Problem statement: Where the word "stored" occurs in a line of the data, return the whole line.

=== Begin Enclosure ===

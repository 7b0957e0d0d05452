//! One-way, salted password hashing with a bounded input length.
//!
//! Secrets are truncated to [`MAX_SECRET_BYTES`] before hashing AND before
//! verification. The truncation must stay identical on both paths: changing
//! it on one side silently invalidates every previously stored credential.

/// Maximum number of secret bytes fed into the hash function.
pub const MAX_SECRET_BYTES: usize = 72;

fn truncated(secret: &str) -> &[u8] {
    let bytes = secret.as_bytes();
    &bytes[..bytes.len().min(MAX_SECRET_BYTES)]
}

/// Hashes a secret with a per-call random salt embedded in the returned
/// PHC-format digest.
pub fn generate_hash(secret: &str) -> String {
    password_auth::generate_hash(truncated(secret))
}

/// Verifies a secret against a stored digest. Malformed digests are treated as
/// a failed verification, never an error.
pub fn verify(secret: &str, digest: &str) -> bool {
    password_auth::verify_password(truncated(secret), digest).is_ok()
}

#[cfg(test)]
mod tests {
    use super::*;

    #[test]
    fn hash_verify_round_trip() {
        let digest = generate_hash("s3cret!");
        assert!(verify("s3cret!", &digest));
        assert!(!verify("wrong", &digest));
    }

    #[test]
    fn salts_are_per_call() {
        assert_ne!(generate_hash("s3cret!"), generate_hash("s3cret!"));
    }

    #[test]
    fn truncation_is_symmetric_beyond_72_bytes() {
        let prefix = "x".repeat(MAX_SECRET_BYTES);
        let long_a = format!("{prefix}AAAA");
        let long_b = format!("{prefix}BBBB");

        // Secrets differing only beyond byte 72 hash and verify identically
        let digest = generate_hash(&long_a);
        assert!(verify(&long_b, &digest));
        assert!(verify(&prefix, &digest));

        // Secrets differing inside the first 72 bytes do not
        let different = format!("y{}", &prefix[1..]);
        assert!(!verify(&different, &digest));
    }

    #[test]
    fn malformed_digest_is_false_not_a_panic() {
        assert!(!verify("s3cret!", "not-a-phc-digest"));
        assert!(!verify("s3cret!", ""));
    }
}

=== End Enclosure ===

Written answer:
//! it on one side silently invalidates every previously stored credential.
/// Verifies a secret against a stored digest. Malformed digests are treated as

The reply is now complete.